Recorded information =
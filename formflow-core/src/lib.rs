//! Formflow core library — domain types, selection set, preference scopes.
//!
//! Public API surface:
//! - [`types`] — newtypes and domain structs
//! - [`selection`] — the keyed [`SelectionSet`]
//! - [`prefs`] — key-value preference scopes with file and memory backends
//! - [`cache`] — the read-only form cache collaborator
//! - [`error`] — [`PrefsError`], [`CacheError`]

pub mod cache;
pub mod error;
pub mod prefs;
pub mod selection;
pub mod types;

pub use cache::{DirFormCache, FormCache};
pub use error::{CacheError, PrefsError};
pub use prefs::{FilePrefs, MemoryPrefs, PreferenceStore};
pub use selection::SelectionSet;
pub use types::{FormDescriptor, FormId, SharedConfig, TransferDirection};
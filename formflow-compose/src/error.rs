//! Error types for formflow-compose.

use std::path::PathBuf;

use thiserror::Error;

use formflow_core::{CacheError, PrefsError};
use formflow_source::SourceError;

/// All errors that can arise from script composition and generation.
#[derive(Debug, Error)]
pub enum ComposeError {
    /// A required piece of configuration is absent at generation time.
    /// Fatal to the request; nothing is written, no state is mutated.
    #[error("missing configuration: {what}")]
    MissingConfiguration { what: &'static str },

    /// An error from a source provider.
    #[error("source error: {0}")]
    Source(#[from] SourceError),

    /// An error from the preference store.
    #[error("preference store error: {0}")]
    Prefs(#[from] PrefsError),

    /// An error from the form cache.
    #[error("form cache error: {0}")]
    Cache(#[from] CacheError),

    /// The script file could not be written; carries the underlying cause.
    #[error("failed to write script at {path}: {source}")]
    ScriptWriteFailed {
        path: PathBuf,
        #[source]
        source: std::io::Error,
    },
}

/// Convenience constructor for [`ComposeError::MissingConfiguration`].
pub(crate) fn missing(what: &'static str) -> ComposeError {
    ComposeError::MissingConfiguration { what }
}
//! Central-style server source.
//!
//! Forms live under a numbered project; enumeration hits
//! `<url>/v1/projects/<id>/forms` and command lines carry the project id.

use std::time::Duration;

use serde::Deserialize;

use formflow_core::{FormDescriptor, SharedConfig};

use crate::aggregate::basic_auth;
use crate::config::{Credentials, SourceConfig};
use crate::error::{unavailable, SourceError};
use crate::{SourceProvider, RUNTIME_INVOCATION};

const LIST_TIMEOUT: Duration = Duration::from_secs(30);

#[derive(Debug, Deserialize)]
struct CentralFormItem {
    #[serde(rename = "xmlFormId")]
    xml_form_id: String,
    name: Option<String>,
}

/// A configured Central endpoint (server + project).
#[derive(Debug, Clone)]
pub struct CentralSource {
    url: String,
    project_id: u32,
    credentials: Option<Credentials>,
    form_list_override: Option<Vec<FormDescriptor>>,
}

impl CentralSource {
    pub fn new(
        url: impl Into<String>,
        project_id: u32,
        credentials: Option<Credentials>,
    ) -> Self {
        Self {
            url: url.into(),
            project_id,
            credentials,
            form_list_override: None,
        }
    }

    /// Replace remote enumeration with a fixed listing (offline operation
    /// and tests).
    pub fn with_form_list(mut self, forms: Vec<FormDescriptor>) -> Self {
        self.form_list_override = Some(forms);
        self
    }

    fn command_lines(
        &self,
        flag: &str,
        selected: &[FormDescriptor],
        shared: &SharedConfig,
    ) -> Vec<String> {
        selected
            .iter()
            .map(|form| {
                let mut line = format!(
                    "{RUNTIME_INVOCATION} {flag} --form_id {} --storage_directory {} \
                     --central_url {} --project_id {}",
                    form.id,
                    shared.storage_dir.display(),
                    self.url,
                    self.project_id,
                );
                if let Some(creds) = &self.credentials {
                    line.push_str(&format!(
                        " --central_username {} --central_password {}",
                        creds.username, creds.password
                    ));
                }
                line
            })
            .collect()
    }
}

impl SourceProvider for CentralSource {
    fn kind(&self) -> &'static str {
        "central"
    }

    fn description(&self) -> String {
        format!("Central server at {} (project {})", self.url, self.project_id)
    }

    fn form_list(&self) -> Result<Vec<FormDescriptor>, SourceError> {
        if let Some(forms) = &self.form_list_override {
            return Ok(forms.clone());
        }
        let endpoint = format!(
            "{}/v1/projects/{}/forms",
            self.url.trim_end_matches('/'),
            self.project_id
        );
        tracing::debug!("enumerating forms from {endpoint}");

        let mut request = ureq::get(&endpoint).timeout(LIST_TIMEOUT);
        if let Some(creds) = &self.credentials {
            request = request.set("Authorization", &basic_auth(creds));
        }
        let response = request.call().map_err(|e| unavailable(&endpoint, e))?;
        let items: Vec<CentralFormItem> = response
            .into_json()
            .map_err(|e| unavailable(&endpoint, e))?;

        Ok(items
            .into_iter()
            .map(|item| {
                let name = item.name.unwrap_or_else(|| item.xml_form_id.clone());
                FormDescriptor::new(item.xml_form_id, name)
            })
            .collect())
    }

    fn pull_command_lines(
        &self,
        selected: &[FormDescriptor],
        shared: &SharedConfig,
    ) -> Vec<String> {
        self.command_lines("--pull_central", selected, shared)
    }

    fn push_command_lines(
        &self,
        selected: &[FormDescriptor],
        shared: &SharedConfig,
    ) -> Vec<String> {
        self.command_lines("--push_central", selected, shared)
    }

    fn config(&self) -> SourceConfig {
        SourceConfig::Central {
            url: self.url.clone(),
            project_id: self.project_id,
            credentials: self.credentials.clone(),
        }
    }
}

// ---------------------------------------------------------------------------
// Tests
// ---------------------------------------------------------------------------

What the task asks = Your response should consist of the records, printed exactly.

Task output =
filename formflow-core/src/lib.rs
//! Formflow core library — domain types, selection set, preference scopes.
//!
//! Public API surface:
//! - [`types`] — newtypes and domain structs
//! - [`selection`] — the keyed [`SelectionSet`]
//! - [`prefs`] — key-value preference scopes with file and memory backends
//! - [`cache`] — the read-only form cache collaborator
//! - [`error`] — [`PrefsError`], [`CacheError`]

pub mod cache;
pub mod error;
pub mod prefs;
pub mod selection;
pub mod types;

pub use cache::{DirFormCache, FormCache};
pub use error::{CacheError, PrefsError};
pub use prefs::{FilePrefs, MemoryPrefs, PreferenceStore};
pub use selection::SelectionSet;
pub use types::{FormDescriptor, FormId, SharedConfig, TransferDirection};
filename formflow-compose/src/error.rs
//! Error types for formflow-compose.

use std::path::PathBuf;

use thiserror::Error;

use formflow_core::{CacheError, PrefsError};
use formflow_source::SourceError;

/// All errors that can arise from script composition and generation.
#[derive(Debug, Error)]
pub enum ComposeError {
    /// A required piece of configuration is absent at generation time.
    /// Fatal to the request; nothing is written, no state is mutated.
    #[error("missing configuration: {what}")]
    MissingConfiguration { what: &'static str },

    /// An error from a source provider.
    #[error("source error: {0}")]
    Source(#[from] SourceError),

    /// An error from the preference store.
    #[error("preference store error: {0}")]
    Prefs(#[from] PrefsError),

    /// An error from the form cache.
    #[error("form cache error: {0}")]
    Cache(#[from] CacheError),

    /// The script file could not be written; carries the underlying cause.
    #[error("failed to write script at {path}: {source}")]
    ScriptWriteFailed {
        path: PathBuf,
        #[source]
        source: std::io::Error,
    },
}

/// Convenience constructor for [`ComposeError::MissingConfiguration`].
pub(crate) fn missing(what: &'static str) -> ComposeError {
    ComposeError::MissingConfiguration { what }
}
//! Central-style server source.
//!
//! Forms live under a numbered project; enumeration hits
//! `<url>/v1/projects/<id>/forms` and command lines carry the project id.

use std::time::Duration;

use serde::Deserialize;

use formflow_core::{FormDescriptor, SharedConfig};

use crate::aggregate::basic_auth;
use crate::config::{Credentials, SourceConfig};
use crate::error::{unavailable, SourceError};
use crate::{SourceProvider, RUNTIME_INVOCATION};

const LIST_TIMEOUT: Duration = Duration::from_secs(30);

#[derive(Debug, Deserialize)]
struct CentralFormItem {
    #[serde(rename = "xmlFormId")]
    xml_form_id: String,
    name: Option<String>,
}

/// A configured Central endpoint (server + project).
#[derive(Debug, Clone)]
pub struct CentralSource {
    url: String,
    project_id: u32,
    credentials: Option<Credentials>,
    form_list_override: Option<Vec<FormDescriptor>>,
}

impl CentralSource {
    pub fn new(
        url: impl Into<String>,
        project_id: u32,
        credentials: Option<Credentials>,
    ) -> Self {
        Self {
            url: url.into(),
            project_id,
            credentials,
            form_list_override: None,
        }
    }

    /// Replace remote enumeration with a fixed listing (offline operation
    /// and tests).
    pub fn with_form_list(mut self, forms: Vec<FormDescriptor>) -> Self {
        self.form_list_override = Some(forms);
        self
    }

    fn command_lines(
        &self,
        flag: &str,
        selected: &[FormDescriptor],
        shared: &SharedConfig,
    ) -> Vec<String> {
        selected
            .iter()
            .map(|form| {
                let mut line = format!(
                    "{RUNTIME_INVOCATION} {flag} --form_id {} --storage_directory {} \
                     --central_url {} --project_id {}",
                    form.id,
                    shared.storage_dir.display(),
                    self.url,
                    self.project_id,
                );
                if let Some(creds) = &self.credentials {
                    line.push_str(&format!(
                        " --central_username {} --central_password {}",
                        creds.username, creds.password
                    ));
                }
                line
            })
            .collect()
    }
}

impl SourceProvider for CentralSource {
    fn kind(&self) -> &'static str {
        "central"
    }

    fn description(&self) -> String {
        format!("Central server at {} (project {})", self.url, self.project_id)
    }

    fn form_list(&self) -> Result<Vec<FormDescriptor>, SourceError> {
        if let Some(forms) = &self.form_list_override {
            return Ok(forms.clone());
        }
        let endpoint = format!(
            "{}/v1/projects/{}/forms",
            self.url.trim_end_matches('/'),
            self.project_id
        );
        tracing::debug!("enumerating forms from {endpoint}");

        let mut request = ureq::get(&endpoint).timeout(LIST_TIMEOUT);
        if let Some(creds) = &self.credentials {
            request = request.set("Authorization", &basic_auth(creds));
        }
        let response = request.call().map_err(|e| unavailable(&endpoint, e))?;
        let items: Vec<CentralFormItem> = response
            .into_json()
            .map_err(|e| unavailable(&endpoint, e))?;

        Ok(items
            .into_iter()
            .map(|item| {
                let name = item.name.unwrap_or_else(|| item.xml_form_id.clone());
                FormDescriptor::new(item.xml_form_id, name)
            })
            .collect())
    }

    fn pull_command_lines(
        &self,
        selected: &[FormDescriptor],
        shared: &SharedConfig,
    ) -> Vec<String> {
        self.command_lines("--pull_central", selected, shared)
    }

    fn push_command_lines(
        &self,
        selected: &[FormDescriptor],
        shared: &SharedConfig,
    ) -> Vec<String> {
        self.command_lines("--push_central", selected, shared)
    }

    fn config(&self) -> SourceConfig {
        SourceConfig::Central {
            url: self.url.clone(),
            project_id: self.project_id,
            credentials: self.credentials.clone(),
        }
    }
}

// ---------------------------------------------------------------------------
// Tests
// ---------------------------------------------------------------------------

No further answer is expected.